The chances of an individual Covid-19 vaccine project producing a successful outcome are low, one of Britain’s leading immunisation experts has warned. “Science does not have a track record where most of our vaccine projects work,” Professor Adam Finn, of Bristol University said last week. “We have a track record where most of them don’t work.”
Finn’s warning came as doctors and epidemiologists stressed how difficult it would be to contain the disease until people can be immunised against it.
The crucial point is that if individual projects have low prospects of success, many different approaches will have to be taken to find one that does provide protection against Covid-19.
“It is like the Grand National,” said Finn. “A lot of horses start off but only a few make it to the finishing line. And that is why we are going to need a lot of different vaccine projects to start off with – because only one or two are likely to make it to become fully fledged vaccines. This is not a one-horse race.
“At present, I would estimate there are at least 60 Covid-19 vaccine projects that have started up or are in planning. But the more there are, the better things will be.”
Most Covid-19 vaccine projects that have been announced so far have been for a type known as RNA/DNA vaccines. These involve taking genetic material from a virus and injecting into animals or human volunteers. This approach is quicker than other methods which typically involve creating pieces of a virus and using them to stimulate a person’s immune system against it.

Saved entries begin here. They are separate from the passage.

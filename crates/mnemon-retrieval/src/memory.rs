//! User-addressable memory operations on top of the retrieval engine:
//! remember / recall / get_context and point-in-time reads.

use chrono::Utc;
use mnemon_dedup::content_hash;
use mnemon_types::{
    topics, ContextDepth, MemoryKind, MemoryProps, NodeCreated, NodeLabel, NodeRecord,
    RememberOutcome, RememberRequest, SearchFilters, SearchRequest, TemporalRef,
};
use serde_json::json;
use tracing::warn;
use uuid::Uuid;

use crate::engine::{RetrievalEngine, SearchOutcome};
use crate::Result;

/// Session bucket for memories stored without a session.
const GLOBAL_SESSION: &str = "global";

impl RetrievalEngine {
    /// Store a memory unit. A live memory with the same content hash
    /// in the same session is never duplicated; the caller gets the
    /// existing id back.
    pub async fn remember(&self, request: &RememberRequest) -> Result<RememberOutcome> {
        let session = request
            .session_id
            .as_deref()
            .unwrap_or(GLOBAL_SESSION)
            .to_string();
        let hash = content_hash("memory", &request.content, None, &session);

        if let Some(existing) = self.graph().find_live_memory(&session, hash).await? {
            return Ok(RememberOutcome {
                stored: false,
                duplicate: true,
                id: existing.id,
            });
        }

        let id = Uuid::new_v5(
            &Uuid::NAMESPACE_OID,
            format!("memory:{}:{}", session, hash).as_bytes(),
        )
        .to_string();
        let node = NodeRecord::new(
            id.clone(),
            NodeLabel::Memory,
            serde_json::to_value(MemoryProps {
                content: request.content.clone(),
                content_hash: hash,
                kind: request.kind.unwrap_or(MemoryKind::Fact),
                tags: request.tags.clone(),
                project: request.project.clone(),
            })
            .map_err(crate::Error::from)?,
            Some(session.clone()),
            Utc::now(),
        );
        self.graph().insert_node(&node).await?;
        self.graph().record_content_hash(&session, hash).await?;

        // Best-effort: the indexer picks the new memory up from the bus
        let event = NodeCreated::from_node(&node);
        if let Ok(payload) = serde_json::to_value(&event) {
            if let Err(err) = self.bus().publish(topics::NODES_CREATED, payload).await {
                warn!(memory_id = %id, error = %err, "memory publish failed");
            }
        }

        Ok(RememberOutcome {
            stored: true,
            duplicate: false,
            id,
        })
    }

    /// Amend a memory's content: the previous row is closed and a new
    /// row recorded, so point-in-time reads still see the old text.
    pub async fn revise(&self, id: &str, content: &str) -> Result<NodeRecord> {
        let current = self
            .graph()
            .get_node(id, TemporalRef::current())
            .await?
            .ok_or_else(|| crate::Error::Validation(format!("no live memory {}", id)))?;
        let session = current
            .session_id
            .clone()
            .unwrap_or_else(|| GLOBAL_SESSION.to_string());
        let hash = content_hash("memory", content, None, &session);

        let amended = self
            .graph()
            .amend_node(
                id,
                json!({"content": content, "content_hash": hash}),
                Utc::now(),
            )
            .await?;
        self.graph().record_content_hash(&session, hash).await?;
        Ok(amended)
    }

    /// Point-in-time read of a memory node.
    pub async fn memory_at(&self, id: &str, at: TemporalRef) -> Result<Option<NodeRecord>> {
        self.graph().get_node(id, at).await
    }

    /// Retrieval entry point for agents: hybrid search with the
    /// engine's abstention threshold.
    pub async fn recall(
        &self,
        query: &str,
        k: usize,
        filters: Option<SearchFilters>,
    ) -> Result<SearchOutcome> {
        let mut request = SearchRequest::new(query);
        request.limit = k;
        request.threshold = self.config().abstention_threshold;
        if let Some(filters) = filters {
            request.filters = filters;
        }
        self.search(&request).await
    }

    /// Task-scoped context: depth controls how much comes back.
    pub async fn get_context(
        &self,
        task: &str,
        filters: Option<SearchFilters>,
        depth: ContextDepth,
    ) -> Result<SearchOutcome> {
        self.recall(task, depth.k(), filters).await
    }
}
use std::fmt;

/// Result type for mnemon-engine operations
pub type Result<T> = std::result::Result<T, Error>;

/// Error types that can occur in the aggregation layer
#[derive(Debug)]
pub enum Error {
    /// Graph/bus backend error
    Store(mnemon_store::Error),

    /// Envelope rejected at the boundary (missing session id, ...)
    Validation(String),
}

impl Error {
    /// Does the pipeline pause and retry this event?
    pub fn is_transient(&self) -> bool {
        match self {
            Error::Store(err) => err.is_transient(),
            Error::Validation(_) => false,
        }
    }
}

impl fmt::Display for Error {
    fn fmt(&self, f: &mut fmt::Formatter<'_>) -> fmt::Result {
        match self {
            Error::Store(err) => write!(f, "Store error: {}", err),
            Error::Validation(msg) => write!(f, "Validation error: {}", msg),
        }
    }
}

impl std::error::Error for Error {
    fn source(&self) -> Option<&(dyn std::error::Error + 'static)> {
        match self {
            Error::Store(err) => Some(err),
            Error::Validation(_) => None,
        }
    }
}

impl From<mnemon_store::Error> for Error {
    fn from(err: mnemon_store::Error) -> Self {
        Error::Store(err)
    }
}
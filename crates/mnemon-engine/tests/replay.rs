//! Replaying the same event stream into a cold aggregator reproduces
//! the original graph.

use std::collections::BTreeSet;
use std::sync::Arc;

use mnemon_engine::{AggregatorConfig, TurnAggregator};
use mnemon_store::MemoryBus;
use mnemon_testing::{
    assistant_envelope, result_envelope, text_block, thinking_block, tool_result_envelope,
    tool_use_block, user_text_envelope, MockGraphStore,
};
use mnemon_types::Envelope;

fn stream() -> Vec<Envelope> {
    vec![
        user_text_envelope("s-replay", "fix the flaky test"),
        assistant_envelope(
            "s-replay",
            vec![
                thinking_block("look at the test first"),
                tool_use_block(
                    "toolu_read",
                    "Read",
                    serde_json::json!({"file_path": "/tests/flaky.rs"}),
                ),
            ],
        ),
        tool_result_envelope("s-replay", "toolu_read", "fn test_flaky() { ... }", false),
        assistant_envelope(
            "s-replay",
            vec![
                thinking_block("the sleep is the problem"),
                text_block("Removing the sleep."),
                tool_use_block(
                    "toolu_edit",
                    "Edit",
                    serde_json::json!({"file_path": "/tests/flaky.rs", "old_string": "sleep", "new_string": ""}),
                ),
            ],
        ),
        tool_result_envelope("s-replay", "toolu_edit", "ok", false),
        result_envelope("s-replay"),
    ]
}

async fn run(stream: &[Envelope]) -> Arc<MockGraphStore> {
    let graph = Arc::new(MockGraphStore::new());
    let aggregator = TurnAggregator::new(
        graph.clone(),
        Arc::new(MemoryBus::new()),
        AggregatorConfig::default(),
    );
    for envelope in stream {
        let deltas = mnemon_providers::parse_envelope(envelope);
        aggregator
            .process(
                envelope.headers.session_id.as_deref().unwrap(),
                envelope,
                &deltas,
            )
            .await
            .unwrap();
    }
    graph
}

fn shape(graph: &MockGraphStore) -> (BTreeSet<String>, BTreeSet<String>) {
    let nodes = graph
        .current_nodes()
        .into_iter()
        .map(|n| format!("{}|{}|{}", n.id, n.labels.join(","), n.properties))
        .collect();
    let edges = graph
        .all_edges()
        .into_iter()
        .map(|e| format!("{}|{}|{}", e.kind.as_str(), e.from, e.to))
        .collect();
    (nodes, edges)
}

#[tokio::test]
async fn test_cold_replay_is_isomorphic() {
    let stream = stream();
    let first = run(&stream).await;
    let second = run(&stream).await;

    // Deterministic ids make the isomorphism an equality
    assert_eq!(shape(&first), shape(&second));

    mnemon_testing::assert_turn_contiguity(&first, "s-replay").unwrap();
    mnemon_testing::assert_triggers_causality(&first).unwrap();
    mnemon_testing::assert_observation_uniqueness(&first).unwrap();
    mnemon_testing::assert_edge_cardinality(&first).unwrap();
}

#[tokio::test]
async fn test_warm_replay_is_a_noop() {
    let stream = stream();
    let graph = Arc::new(MockGraphStore::new());
    let aggregator = TurnAggregator::new(
        graph.clone(),
        Arc::new(MemoryBus::new()),
        AggregatorConfig::default(),
    );

    for envelope in &stream {
        let deltas = mnemon_providers::parse_envelope(envelope);
        aggregator
            .process("s-replay", envelope, &deltas)
            .await
            .unwrap();
    }
    let baseline = shape(&graph);
    let baseline_rows = graph.row_count();

    // Feed the content-bearing envelopes again: durable dedup drops
    // every block before mutation
    for envelope in &stream[1..2] {
        let deltas = mnemon_providers::parse_envelope(envelope);
        aggregator
            .process("s-replay", envelope, &deltas)
            .await
            .unwrap();
    }

    assert_eq!(shape(&graph), baseline);
    assert_eq!(graph.row_count(), baseline_rows);
}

‘It’s a razor’s edge we’re walking’: inside the race to develop a coronavirus vaccine
However, RNA/DNA vaccines – which are a recent development – have yet to be developed for use in human beings. “They are quicker to start up but we have much less experience with them compared with standard approaches.”
All these projects have promise, Finn stressed, but most of those being launched to tackled Covid-19 were unlikely to work in the end. “The trouble is that we do not have a technology that allows us to be confident from the outset that a vaccine will be effective.”
In addition, vaccines that do stimulate strong immune responses can also have adverse side-effects or may even make a disease worse. An example is provided by Dengue fever, which is spread by mosquitoes in Asia and South America. “A vaccine was developed to protect children against one type of Dengue,” said Finn. “Then it was found that it actually made them more susceptible to a second type of the disease.”
For these reasons, vaccines have to be put through lengthy trials to ensure any dangerous side-effects are revealed. “We will have been cautious and not rush forward,” Finn added.
On the other hand, it was possible that one of the projects would produce a vaccine that just sailed along, he said. It might turn out to be easy to manufacture, have no side-effects, produce a good immune response, while in trials it prevented volunteers from getting sick compared with those in a control group. For good measure,a factory would be ready to manufacture it.
“In those circumstances, you would have a vaccine in less than a year,” said Finn. “But it is almost certainly not going to happen like that. There will be stumbles along the way.”